- _Goal of the exercise_: Tally the lines of the entries below that hold the word "data", and please give only the total.

Source material Start Marker

use crate::event::{ChannelEvent, ChannelId, DashboardEvent, PollEvent};
use tracing::{debug, info, warn};
use vigil_core::history::AlertHistory;
use vigil_core::{DetectionCounts, StreamFrame};

#[derive(Debug, Clone, Copy, PartialEq, Eq)]
pub enum ConnectionState {
    Connecting,
    Connected,
    Disconnected,
}

impl ConnectionState {
    pub fn as_str(self) -> &'static str {
        match self {
            ConnectionState::Connecting => "connecting",
            ConnectionState::Connected => "connected",
            ConnectionState::Disconnected => "disconnected",
        }
    }
}

/// Everything the dashboard renders from.
#[derive(Debug, Clone, PartialEq, Eq)]
pub struct CanonicalView {
    pub frame: Option<StreamFrame>,
    pub counts: DetectionCounts,
    pub history: AlertHistory,
    pub connection: ConnectionState,
    pub disconnect_reason: Option<String>,
}

impl Default for CanonicalView {
    fn default() -> Self {
        Self {
            frame: None,
            counts: DetectionCounts::default(),
            history: AlertHistory::new(),
            connection: ConnectionState::Connecting,
            disconnect_reason: None,
        }
    }
}

/// Sole owner and mutator of the [`CanonicalView`].
///
/// Neither source carries sequence numbers, so every update is applied in the
/// order it reaches [`StateReconciler::apply`]. In particular a pushed frame
/// and a detection poll race for `counts`: whichever is applied last wins.
#[derive(Debug, Default)]
pub struct StateReconciler {
    view: CanonicalView,
    channel: Option<ChannelId>,
    torn_down: bool,
}

impl StateReconciler {
    pub fn new() -> Self {
        Self::default()
    }

    pub fn view(&self) -> &CanonicalView {
        &self.view
    }

    pub fn current_channel(&self) -> Option<ChannelId> {
        self.channel
    }

    pub fn is_torn_down(&self) -> bool {
        self.torn_down
    }

    /// Binds the view to a fresh channel instance. Events from any other
    /// instance are ignored from here on.
    pub fn attach_channel(&mut self, channel: ChannelId) {
        if self.torn_down {
            return;
        }
        self.channel = Some(channel);
        self.view.connection = ConnectionState::Connecting;
    }

    /// After teardown every event is a no-op.
    pub fn tear_down(&mut self) {
        self.torn_down = true;
        self.channel = None;
    }

    /// Applies one event. Returns whether the view changed.
    pub fn apply(&mut self, event: DashboardEvent) -> bool {
        if self.torn_down {
            debug!(event = "late_event_ignored", kind = event.kind());
            return false;
        }
        match event {
            DashboardEvent::Channel { channel, event } => self.apply_channel(channel, event),
            DashboardEvent::Poll(event) => self.apply_poll(event),
        }
    }

    fn apply_channel(&mut self, channel: ChannelId, event: ChannelEvent) -> bool {
        if self.channel != Some(channel) {
            debug!(event = "stale_channel_event", channel = %channel);
            return false;
        }
        if self.view.connection == ConnectionState::Disconnected {
            return false;
        }
        match event {
            ChannelEvent::Opened => {
                if self.view.connection != ConnectionState::Connecting {
                    return false;
                }
                self.view.connection = ConnectionState::Connected;
                self.view.disconnect_reason = None;
                true
            }
            ChannelEvent::Frame { frame, counts } => {
                self.view.frame = Some(frame);
                self.view.counts = counts;
                true
            }
            ChannelEvent::Alert(alert) => {
                self.view.history = self.view.history.prepend(alert);
                true
            }
            ChannelEvent::Error(reason) => {
                warn!(event = "stream_disconnected", channel = %channel, error = %reason);
                self.view.connection = ConnectionState::Disconnected;
                self.view.disconnect_reason = Some(reason);
                true
            }
            ChannelEvent::Closed => {
                info!(event = "stream_disconnected", channel = %channel, reason = "closed");
                self.view.connection = ConnectionState::Disconnected;
                self.view.disconnect_reason = Some("closed by backend".to_string());
                true
            }
        }
    }

    fn apply_poll(&mut self, event: PollEvent) -> bool {
        match event {
            PollEvent::Counts(counts) => {
                let changed = self.view.counts != counts;
                self.view.counts = counts;
                changed
            }
            PollEvent::Alerts(alerts) => {
                let history = AlertHistory::replace(alerts);
                let changed = self.view.history != history;
                self.view.history = history;
                changed
            }
        }
    }
}

#[cfg(test)]
mod tests {
    use super::*;
    use chrono::{DateTime, TimeZone, Utc};
    use vigil_core::history::ALERT_HISTORY_CAP;
    use vigil_core::{Alert, ObjectType};

    const CH: ChannelId = ChannelId(1);

    fn ts(offset_secs: i64) -> DateTime<Utc> {
        Utc.timestamp_opt(1_772_000_000 + offset_secs, 0)
            .single()
            .expect("valid timestamp")
    }

    fn alert(rule: &str, offset_secs: i64) -> Alert {
        Alert {
            rule_name: rule.to_string(),
            object_type: ObjectType::Vehicle,
            count: 2,
            timestamp: ts(offset_secs),
            message: None,
        }
    }

    fn frame_event(data: &str, counts: DetectionCounts) -> DashboardEvent {
        DashboardEvent::channel(
            CH,
            ChannelEvent::Frame {
                frame: StreamFrame::new(data.to_string(), ts(0)),
                counts,
            },
        )
    }

    fn connected() -> StateReconciler {
        let mut reconciler = StateReconciler::new();
        reconciler.attach_channel(CH);
        assert!(reconciler.apply(DashboardEvent::channel(CH, ChannelEvent::Opened)));
        reconciler
    }

    #[test]
    fn starts_empty_and_connecting() {
        let reconciler = StateReconciler::new();
        let view = reconciler.view();
        assert_eq!(view.frame, None);
        assert_eq!(view.counts, DetectionCounts::default());
        assert!(view.history.is_empty());
        assert_eq!(view.connection, ConnectionState::Connecting);
    }

    #[test]
    fn frame_replaces_frame_and_counts_together() {
        let mut reconciler = connected();
        reconciler.apply(DashboardEvent::Poll(PollEvent::Counts(DetectionCounts::new(9, 9, 9))));
        reconciler.apply(frame_event("img-1", DetectionCounts::new(2, 1, 0)));

        let view = reconciler.view();
        assert_eq!(view.frame.as_ref().map(|f| f.data.as_str()), Some("img-1"));
        assert_eq!(view.counts, DetectionCounts::new(2, 1, 0));
    }

    #[test]
    fn later_counts_win_in_either_order() {
        let pushed = DetectionCounts::new(2, 1, 0);
        let polled = DetectionCounts::new(3, 0, 1);

        let mut push_then_poll = connected();
        push_then_poll.apply(frame_event("img", pushed));
        push_then_poll.apply(DashboardEvent::Poll(PollEvent::Counts(polled)));
        assert_eq!(push_then_poll.view().counts, polled);
        assert!(push_then_poll.view().frame.is_some());

        let mut poll_then_push = connected();
        poll_then_push.apply(DashboardEvent::Poll(PollEvent::Counts(polled)));
        poll_then_push.apply(frame_event("img", pushed));
        assert_eq!(poll_then_push.view().counts, pushed);
    }

    #[test]
    fn pushed_alerts_prepend_and_polled_alerts_replace() {
        let mut reconciler = connected();
        for idx in 0..15 {
            reconciler.apply(DashboardEvent::channel(CH, ChannelEvent::Alert(alert("push", idx))));
        }
        assert_eq!(reconciler.view().history.len(), ALERT_HISTORY_CAP);
        assert_eq!(
            reconciler.view().history.newest().map(|a| a.timestamp),
            Some(ts(14))
        );

        let snapshot = vec![alert("poll-a", 50), alert("poll-b", 40)];
        assert!(reconciler.apply(DashboardEvent::Poll(PollEvent::Alerts(snapshot.clone()))));
        let names: Vec<&str> = reconciler
            .view()
            .history
            .iter()
            .map(|a| a.rule_name.as_str())
            .collect();
        assert_eq!(names, vec!["poll-a", "poll-b"]);

        assert!(!reconciler.apply(DashboardEvent::Poll(PollEvent::Alerts(snapshot))));
    }

    #[test]
    fn close_disconnects_but_polls_keep_applying() {
        let mut reconciler = connected();
        reconciler.apply(DashboardEvent::channel(CH, ChannelEvent::Closed));
        assert_eq!(reconciler.view().connection, ConnectionState::Disconnected);

        assert!(reconciler.apply(DashboardEvent::Poll(PollEvent::Counts(DetectionCounts::new(
            1, 2, 3
        )))));
        assert!(reconciler.apply(DashboardEvent::Poll(PollEvent::Alerts(vec![alert("x", 1)]))));
        assert_eq!(reconciler.view().counts, DetectionCounts::new(1, 2, 3));
        assert_eq!(reconciler.view().connection, ConnectionState::Disconnected);
    }

    #[test]
    fn disconnected_is_terminal_for_a_channel_instance() {
        let mut reconciler = connected();
        reconciler.apply(DashboardEvent::channel(CH, ChannelEvent::Error("reset".to_string())));
        assert_eq!(reconciler.view().disconnect_reason.as_deref(), Some("reset"));

        assert!(!reconciler.apply(DashboardEvent::channel(CH, ChannelEvent::Opened)));
        assert!(!reconciler.apply(frame_event("late", DetectionCounts::new(5, 5, 5))));
        assert_eq!(reconciler.view().connection, ConnectionState::Disconnected);
        assert_eq!(reconciler.view().frame, None);

        let next = CH.next();
        reconciler.attach_channel(next);
        assert_eq!(reconciler.view().connection, ConnectionState::Connecting);
        assert!(reconciler.apply(DashboardEvent::channel(next, ChannelEvent::Opened)));
        assert_eq!(reconciler.view().connection, ConnectionState::Connected);
        assert_eq!(reconciler.view().disconnect_reason, None);
    }

    #[test]
    fn events_from_an_old_channel_are_ignored() {
        let mut reconciler = connected();
        reconciler.attach_channel(ChannelId(2));
        assert!(!reconciler.apply(frame_event("stale", DetectionCounts::new(4, 4, 4))));
        assert!(!reconciler.apply(DashboardEvent::channel(CH, ChannelEvent::Closed)));
        assert_eq!(reconciler.view().connection, ConnectionState::Connecting);
    }

    #[test]
    fn nothing_mutates_after_teardown() {
        let mut reconciler = connected();
        reconciler.apply(frame_event("img", DetectionCounts::new(1, 0, 0)));
        let before = reconciler.view().clone();
        reconciler.tear_down();

        let late = [
            frame_event("late", DetectionCounts::new(7, 7, 7)),
            DashboardEvent::channel(CH, ChannelEvent::Alert(alert("late", 9))),
            DashboardEvent::channel(CH, ChannelEvent::Closed),
            DashboardEvent::Poll(PollEvent::Counts(DetectionCounts::new(8, 8, 8))),
            DashboardEvent::Poll(PollEvent::Alerts(vec![alert("late", 10)])),
        ];
        for event in late {
            assert!(!reconciler.apply(event));
        }
        reconciler.attach_channel(ChannelId(9));
        assert_eq!(reconciler.view(), &before);
    }
}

Source material End Marker

- _Response area_: 3